- Exercise brief
Look through the listing below and report every line that contains "sorted".

- Records for this task
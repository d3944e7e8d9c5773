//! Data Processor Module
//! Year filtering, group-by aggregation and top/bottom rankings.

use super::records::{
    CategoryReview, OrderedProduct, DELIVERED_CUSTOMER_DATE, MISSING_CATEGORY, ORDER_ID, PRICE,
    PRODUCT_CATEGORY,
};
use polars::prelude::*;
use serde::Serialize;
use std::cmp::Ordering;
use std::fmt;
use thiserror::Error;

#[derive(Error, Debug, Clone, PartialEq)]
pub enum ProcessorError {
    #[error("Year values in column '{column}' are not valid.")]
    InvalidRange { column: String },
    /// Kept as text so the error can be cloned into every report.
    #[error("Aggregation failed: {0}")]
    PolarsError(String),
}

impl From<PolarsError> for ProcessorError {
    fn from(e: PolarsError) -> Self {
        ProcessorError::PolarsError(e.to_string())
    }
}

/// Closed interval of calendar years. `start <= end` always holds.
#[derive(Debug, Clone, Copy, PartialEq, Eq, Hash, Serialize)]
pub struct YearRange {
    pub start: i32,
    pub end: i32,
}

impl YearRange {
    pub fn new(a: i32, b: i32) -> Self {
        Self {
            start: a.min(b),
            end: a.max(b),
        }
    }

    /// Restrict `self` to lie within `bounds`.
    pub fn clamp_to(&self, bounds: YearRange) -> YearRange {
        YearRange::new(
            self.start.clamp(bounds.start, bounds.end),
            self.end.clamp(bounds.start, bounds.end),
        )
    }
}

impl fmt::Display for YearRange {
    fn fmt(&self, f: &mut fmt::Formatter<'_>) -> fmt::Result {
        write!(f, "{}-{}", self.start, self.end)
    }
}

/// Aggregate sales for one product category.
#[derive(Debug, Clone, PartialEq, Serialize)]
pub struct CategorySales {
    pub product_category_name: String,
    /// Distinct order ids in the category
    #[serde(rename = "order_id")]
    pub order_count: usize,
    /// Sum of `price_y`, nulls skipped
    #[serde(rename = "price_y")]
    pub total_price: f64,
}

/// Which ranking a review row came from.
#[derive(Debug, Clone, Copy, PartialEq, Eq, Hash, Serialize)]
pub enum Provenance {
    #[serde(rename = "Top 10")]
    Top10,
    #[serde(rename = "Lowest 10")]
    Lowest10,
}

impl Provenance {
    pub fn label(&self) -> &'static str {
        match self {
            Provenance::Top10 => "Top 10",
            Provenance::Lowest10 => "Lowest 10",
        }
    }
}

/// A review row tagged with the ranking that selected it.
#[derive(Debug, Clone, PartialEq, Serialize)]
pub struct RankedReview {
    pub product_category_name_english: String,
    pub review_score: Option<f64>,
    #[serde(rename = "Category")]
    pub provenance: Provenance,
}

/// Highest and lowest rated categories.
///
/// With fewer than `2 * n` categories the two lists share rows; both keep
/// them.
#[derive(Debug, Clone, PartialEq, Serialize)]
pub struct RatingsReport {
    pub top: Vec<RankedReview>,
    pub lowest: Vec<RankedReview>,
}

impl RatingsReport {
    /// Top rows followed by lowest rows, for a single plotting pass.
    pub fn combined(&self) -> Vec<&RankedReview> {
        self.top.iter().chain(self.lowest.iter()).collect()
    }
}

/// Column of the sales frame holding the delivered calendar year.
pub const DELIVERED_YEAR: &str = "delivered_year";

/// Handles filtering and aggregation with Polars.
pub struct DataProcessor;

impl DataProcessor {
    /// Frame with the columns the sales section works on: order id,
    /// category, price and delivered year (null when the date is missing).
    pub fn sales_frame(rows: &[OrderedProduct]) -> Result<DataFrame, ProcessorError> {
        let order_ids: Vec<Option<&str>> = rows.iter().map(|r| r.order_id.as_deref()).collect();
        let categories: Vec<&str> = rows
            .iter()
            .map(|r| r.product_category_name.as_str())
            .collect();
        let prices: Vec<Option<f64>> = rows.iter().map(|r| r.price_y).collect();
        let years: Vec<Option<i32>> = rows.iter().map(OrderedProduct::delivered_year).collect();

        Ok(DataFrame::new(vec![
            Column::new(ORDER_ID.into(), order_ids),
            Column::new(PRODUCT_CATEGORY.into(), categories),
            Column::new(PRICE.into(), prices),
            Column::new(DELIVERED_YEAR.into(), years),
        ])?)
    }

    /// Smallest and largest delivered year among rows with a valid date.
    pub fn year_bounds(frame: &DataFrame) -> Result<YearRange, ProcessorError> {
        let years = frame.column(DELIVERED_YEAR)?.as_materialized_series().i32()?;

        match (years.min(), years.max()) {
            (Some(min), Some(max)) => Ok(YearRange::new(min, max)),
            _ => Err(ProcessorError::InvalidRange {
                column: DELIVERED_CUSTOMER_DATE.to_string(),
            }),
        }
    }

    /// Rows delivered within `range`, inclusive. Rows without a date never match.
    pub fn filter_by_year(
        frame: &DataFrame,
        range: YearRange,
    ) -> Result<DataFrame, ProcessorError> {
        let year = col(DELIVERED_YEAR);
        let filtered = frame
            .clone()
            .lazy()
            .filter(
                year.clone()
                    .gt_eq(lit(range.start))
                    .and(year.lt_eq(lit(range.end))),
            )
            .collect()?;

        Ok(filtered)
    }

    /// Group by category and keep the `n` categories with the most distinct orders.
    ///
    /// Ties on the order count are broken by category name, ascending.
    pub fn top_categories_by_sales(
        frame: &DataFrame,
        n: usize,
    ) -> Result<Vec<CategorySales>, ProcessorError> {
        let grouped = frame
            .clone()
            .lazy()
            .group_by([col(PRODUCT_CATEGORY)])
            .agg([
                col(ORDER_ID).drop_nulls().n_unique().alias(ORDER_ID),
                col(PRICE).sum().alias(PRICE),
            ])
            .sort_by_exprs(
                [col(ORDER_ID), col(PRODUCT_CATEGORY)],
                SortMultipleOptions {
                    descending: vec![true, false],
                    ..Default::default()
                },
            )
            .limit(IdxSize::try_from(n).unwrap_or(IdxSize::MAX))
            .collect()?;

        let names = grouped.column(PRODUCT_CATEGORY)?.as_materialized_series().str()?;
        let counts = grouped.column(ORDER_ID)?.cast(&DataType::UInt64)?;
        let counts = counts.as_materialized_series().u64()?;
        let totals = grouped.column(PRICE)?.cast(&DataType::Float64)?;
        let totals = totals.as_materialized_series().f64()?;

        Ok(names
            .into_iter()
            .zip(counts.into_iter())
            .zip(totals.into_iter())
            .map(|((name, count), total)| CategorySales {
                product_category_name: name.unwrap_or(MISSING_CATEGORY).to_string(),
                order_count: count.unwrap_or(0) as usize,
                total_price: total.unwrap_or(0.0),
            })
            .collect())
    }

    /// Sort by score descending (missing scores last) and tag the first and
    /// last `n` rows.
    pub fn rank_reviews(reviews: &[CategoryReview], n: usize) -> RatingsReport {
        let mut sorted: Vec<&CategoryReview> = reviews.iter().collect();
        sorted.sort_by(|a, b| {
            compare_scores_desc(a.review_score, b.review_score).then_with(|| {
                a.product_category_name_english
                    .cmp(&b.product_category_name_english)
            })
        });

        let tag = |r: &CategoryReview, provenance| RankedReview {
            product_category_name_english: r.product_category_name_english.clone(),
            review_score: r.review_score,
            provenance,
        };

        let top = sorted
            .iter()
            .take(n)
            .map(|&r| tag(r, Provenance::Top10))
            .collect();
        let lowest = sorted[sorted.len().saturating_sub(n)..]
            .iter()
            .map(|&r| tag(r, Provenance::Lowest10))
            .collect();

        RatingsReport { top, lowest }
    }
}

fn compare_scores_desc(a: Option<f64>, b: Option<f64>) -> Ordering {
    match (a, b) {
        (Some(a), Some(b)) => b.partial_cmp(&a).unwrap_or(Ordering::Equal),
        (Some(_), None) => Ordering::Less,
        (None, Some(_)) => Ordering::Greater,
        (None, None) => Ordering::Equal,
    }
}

- Output for this task
        let mut sorted: Vec<&CategoryReview> = reviews.iter().collect();
        sorted.sort_by(|a, b| {
        let top = sorted
        let lowest = sorted[sorted.len().saturating_sub(n)..]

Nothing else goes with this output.